東村アキコが現代アートに挑戦。今秋から今冬、MediBangを通じ、NFTマーケットプレイス・Adam byGMOにて第1弾となる作品を発表する。
【大きな画像をもっと見る】昨年9月より、ピッコマとカカオページで日韓同時連載中の「私のことを憶えていますか」の表紙イラストなどをAdam byGMOで販売中の東村。今回はマンガ制作とは別の“現代アート”のプロジェクトを展開する。20点のNFT作品を制作中で、作品の発表の同時期には、リアル世界でNFT作品を鑑賞できる展覧会「現代アート作家・東村アキコ展(仮称)」を開催予定。

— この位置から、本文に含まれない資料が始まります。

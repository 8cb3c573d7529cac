//! Layered configuration for the Labradorite lookup service.
//!
//! Built-in defaults, then a TOML file, then `LABRADORITE_*` environment
//! variables, and finally translation into the core's [`LoadOptions`]. The
//! binary applies its own CLI flag overrides on top of the loaded [`Config`].

use std::path::{Path, PathBuf};

use directories::ProjectDirs;
use figment::{
    Figment,
    providers::{Env, Format, Serialized, Toml},
};
use serde::{Deserialize, Serialize};
use thiserror::Error;

use labradorite_core::{LoadOptions, LoadPolicy, TraversalMode};

/// Prefix for environment overrides; nested keys are separated by `__`,
/// e.g. `LABRADORITE_SERVER__PORT=9000`.
pub const ENV_PREFIX: &str = "LABRADORITE_";

// ── Error ───────────────────────────────────────────────────────────

#[derive(Debug, Error)]
pub enum ConfigError {
    #[error("invalid {field}: {reason}")]
    Validation { field: String, reason: String },

    #[error("config file not found: {}", path.display())]
    NotFound { path: PathBuf },

    #[error("failed to serialize config: {0}")]
    Serialization(#[from] toml::ser::Error),

    #[error("config loading failed: {0}")]
    Figment(Box<figment::Error>),
}

impl From<figment::Error> for ConfigError {
    fn from(err: figment::Error) -> Self {
        Self::Figment(Box::new(err))
    }
}

// ── TOML config structs ─────────────────────────────────────────────

/// Top-level configuration.
#[derive(Debug, Clone, Default, PartialEq, Eq, Deserialize, Serialize)]
pub struct Config {
    #[serde(default)]
    pub server: ServerSettings,

    #[serde(default)]
    pub data: DataSettings,

    #[serde(default)]
    pub lookup: LookupSettings,
}

#[derive(Debug, Clone, PartialEq, Eq, Deserialize, Serialize)]
pub struct ServerSettings {
    #[serde(default = "default_host")]
    pub host: String,

    #[serde(default = "default_port")]
    pub port: u16,

    /// HTTP worker count; `0` leaves the choice to actix (one per core).
    #[serde(default)]
    pub workers: usize,
}

impl Default for ServerSettings {
    fn default() -> Self {
        Self {
            host: default_host(),
            port: default_port(),
            workers: 0,
        }
    }
}

fn default_host() -> String {
    "0.0.0.0".into()
}
fn default_port() -> u16 {
    8080
}

#[derive(Debug, Clone, PartialEq, Eq, Deserialize, Serialize)]
pub struct DataSettings {
    /// Document store root. Mapped document paths are relative to it.
    #[serde(default = "default_root")]
    pub root: PathBuf,

    /// Mapping file directory; relative paths are resolved against `root`.
    /// Defaults to `<root>/mappings`.
    #[serde(default, skip_serializing_if = "Option::is_none")]
    pub mappings_dir: Option<PathBuf>,

    #[serde(default)]
    pub load_policy: LoadPolicy,
}

impl Default for DataSettings {
    fn default() -> Self {
        Self {
            root: default_root(),
            mappings_dir: None,
            load_policy: LoadPolicy::default(),
        }
    }
}

fn default_root() -> PathBuf {
    PathBuf::from(".")
}

#[derive(Debug, Clone, Default, PartialEq, Eq, Deserialize, Serialize)]
pub struct LookupSettings {
    /// Fail when sub-keys outlast the objects in a document, unless a
    /// request says otherwise.
    #[serde(default)]
    pub strict: bool,
}

impl Config {
    /// Effective mapping directory.
    pub fn mappings_dir(&self) -> PathBuf {
        match &self.data.mappings_dir {
            Some(dir) if dir.is_absolute() => dir.clone(),
            Some(dir) => self.data.root.join(dir),
            None => self.data.root.join("mappings"),
        }
    }

    /// Translate into catalog load options.
    pub fn load_options(&self) -> LoadOptions {
        LoadOptions::new(&self.data.root)
            .with_mappings_dir(self.mappings_dir())
            .with_policy(self.data.load_policy)
    }

    pub fn default_mode(&self) -> TraversalMode {
        TraversalMode::from_strict(self.lookup.strict)
    }

    pub fn bind_addr(&self) -> String {
        format!("{}:{}", self.server.host, self.server.port)
    }

    pub fn validate(&self) -> Result<(), ConfigError> {
        if self.server.host.trim().is_empty() {
            return Err(ConfigError::Validation {
                field: "server.host".into(),
                reason: "must not be empty".into(),
            });
        }
        if self.data.root.as_os_str().is_empty() {
            return Err(ConfigError::Validation {
                field: "data.root".into(),
                reason: "must not be empty".into(),
            });
        }
        Ok(())
    }

    /// Render as TOML.
    pub fn to_toml(&self) -> Result<String, ConfigError> {
        Ok(toml::to_string_pretty(self)?)
    }
}

// ── Config file path ────────────────────────────────────────────────

/// Resolve the default config file path via XDG / platform conventions.
pub fn config_path() -> PathBuf {
    ProjectDirs::from("com", "labradorite", "labradorite").map_or_else(
        || PathBuf::from("labradorite.toml"),
        |dirs| dirs.config_dir().join("config.toml"),
    )
}

// ── Config loading ──────────────────────────────────────────────────

/// The provider stack without extraction, for callers that merge more.
pub fn figment(path: &Path) -> Figment {
    Figment::new()
        .merge(Serialized::defaults(Config::default()))
        .merge(Toml::file(path))
        .merge(Env::prefixed(ENV_PREFIX).split("__"))
}

/// Load configuration from defaults, a TOML file, and the environment.
///
/// An explicitly requested file must exist; the default location is
/// optional.
pub fn load_config(explicit: Option<&Path>) -> Result<Config, ConfigError> {
    let path = match explicit {
        Some(path) if !path.exists() => {
            return Err(ConfigError::NotFound {
                path: path.to_path_buf(),
            });
        }
        Some(path) => path.to_path_buf(),
        None => config_path(),
    };

    let config: Config = figment(&path).extract()?;
    config.validate()?;
    Ok(config)
}

#[cfg(test)]
#[allow(clippy::unwrap_used)]
mod tests {
    use pretty_assertions::assert_eq;

    use super::*;

    #[test]
    fn defaults() {
        let config = Config::default();
        assert_eq!(config.bind_addr(), "0.0.0.0:8080");
        assert_eq!(config.mappings_dir(), PathBuf::from("./mappings"));
        assert_eq!(config.data.load_policy, LoadPolicy::FailFast);
        assert_eq!(config.default_mode(), TraversalMode::Lenient);
    }

    #[test]
    fn file_overrides_defaults() {
        let dir = tempfile::tempdir().unwrap();
        let path = dir.path().join("labradorite.toml");
        std::fs::write(
            &path,
            r#"
[server]
port = 9090

[data]
root = "/srv/devices"
mappings_dir = "maps"
load_policy = "skip-invalid"

[lookup]
strict = true
"#,
        )
        .unwrap();

        let config = load_config(Some(&path)).unwrap();
        assert_eq!(config.server.port, 9090);
        assert_eq!(config.server.host, "0.0.0.0");
        assert_eq!(config.mappings_dir(), PathBuf::from("/srv/devices/maps"));
        assert_eq!(config.data.load_policy, LoadPolicy::SkipInvalid);
        assert_eq!(config.default_mode(), TraversalMode::Strict);

        let options = config.load_options();
        assert_eq!(options.data_dir, PathBuf::from("/srv/devices"));
        assert_eq!(options.policy, LoadPolicy::SkipInvalid);
    }

    #[test]
    fn absolute_mappings_dir_is_kept() {
        let mut config = Config::default();
        config.data.mappings_dir = Some(PathBuf::from("/etc/labradorite/mappings"));
        assert_eq!(
            config.mappings_dir(),
            PathBuf::from("/etc/labradorite/mappings")
        );
    }

    #[test]
    fn explicit_missing_file_is_an_error() {
        let dir = tempfile::tempdir().unwrap();
        let err = load_config(Some(&dir.path().join("absent.toml"))).unwrap_err();
        assert!(matches!(err, ConfigError::NotFound { .. }), "got {err:?}");
    }

    #[test]
    fn unknown_policy_is_rejected() {
        let dir = tempfile::tempdir().unwrap();
        let path = dir.path().join("bad.toml");
        std::fs::write(&path, "[data]\nload_policy = \"sometimes\"\n").unwrap();
        let err = load_config(Some(&path)).unwrap_err();
        assert!(matches!(err, ConfigError::Figment(_)), "got {err:?}");
    }

    #[test]
    fn empty_host_fails_validation() {
        let mut config = Config::default();
        config.server.host = "  ".into();
        assert!(matches!(
            config.validate(),
            Err(ConfigError::Validation { .. })
        ));
    }

    #[test]
    fn toml_round_trips() {
        let config = Config::default();
        let rendered = config.to_toml().unwrap();
        let parsed: Config = toml::from_str(&rendered).unwrap();
        assert_eq!(parsed, config);
    }
}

先行公開された作品は「『NEO着物美人画シリーズ(仮題)』作品No.1[ソーシャルディスタンス]」。東村は「ある日、新型コロナでステイホームが始まって今までより時間が自由になった時、ふと、今の若い人達にもっと日本の和の美を伝えられないか、そして日本国内だけでなく世界に日本の和を、そしてその美しさを、現代を生きる女性をモチーフに表現できないかと考えるようになりました。それで茶道の姉弟子をモデルに一枚描いてみたんです」と同作品について語っている。また今回のプロジェクトに際し「一年近くかけて描きためた私の23年ぶりの『美人画』、是非皆さんに見ていただきたいです」とメッセージを綴った。なお個展で展示されたパネル作品は、NFTの特典としてセット販売が行われる予定だ。
■ 東村アキココメント
大学を卒業してすぐに漫画の仕事を始めてあっという間に23年という年月が経ってしまいました。
大学では美術科油画専攻で、古典的な絵画手法を学びました。
私は学生時代からいつも女性をモデルに美人画のような油絵を制作していました。大人になって漫画の仕事で可愛い女の子や美しい女性を描きながら、またいつか美人画のような絵画を描いてみたいなとずっと思い続けてきましたが、漫画のほうが忙しくてなかなかその時間が取れませんでした。
そんななか、私生活では5年前から茶道を習い始め、着物の勉強もして、年齢のせいもあって和文化にどんどん興味が湧いてきました。息抜きで描くイラストも着物の女性が多くなっていきました。
ある日、新型コロナでステイホームが始まって今までより時間が自由になった時、ふと、今の若い人達にもっと日本の和の美を伝えられないか、そして日本国内だけでなく世界に日本の和を、そしてその美しさを、現代を生きる女性をモチーフに表現できないかと考えるようになりました。
それで茶道の姉弟子をモデルに一枚描いてみたんです。(作品No.1[ソーシャルディスタンス])
その作品が自分でもすごく好きで、もっと描きたくなってそれから暇さえあれば作品を描くようになりました。
日本の四季の移ろいや着物の合わせかた、柄の面白さや柄の持つ意味、そういうものを全て詰め込んで、あくまでも2022年の現代に生きる女性の着物姿を美人画にしたいと強く願いました。
この作品の女性たちには一枚一枚ストーリーがあります。漫画1本分くらいのストーリーを一枚の作品に込めて、今の日本の女性を美しく、可愛らしく、強く、描いてみました。
長らく想い続けて来たことを今、NFTで発表する理由は、日本固有の美しさを先端技術であるデジタル・ツールで描き、披露する場もデジタル世界ということが、伝統的美しさと現代の融合を表すとともに、みなさんと新しい繋がり方ができると感じたからです。今や世界は国境や人種、時間と空間に左右されることなく自由に作品を作ったり、見たりできるようになっています。コロナ禍になり、よりその流れは加速度を増してきました。今この時代に、「現代アート」という新たな分野へ挑戦する東村アキコとしても、歩み始めてみたく思います。
一年近くかけて描きためた私の23年ぶりの「美人画」、是非皆さんに見ていただきたいです。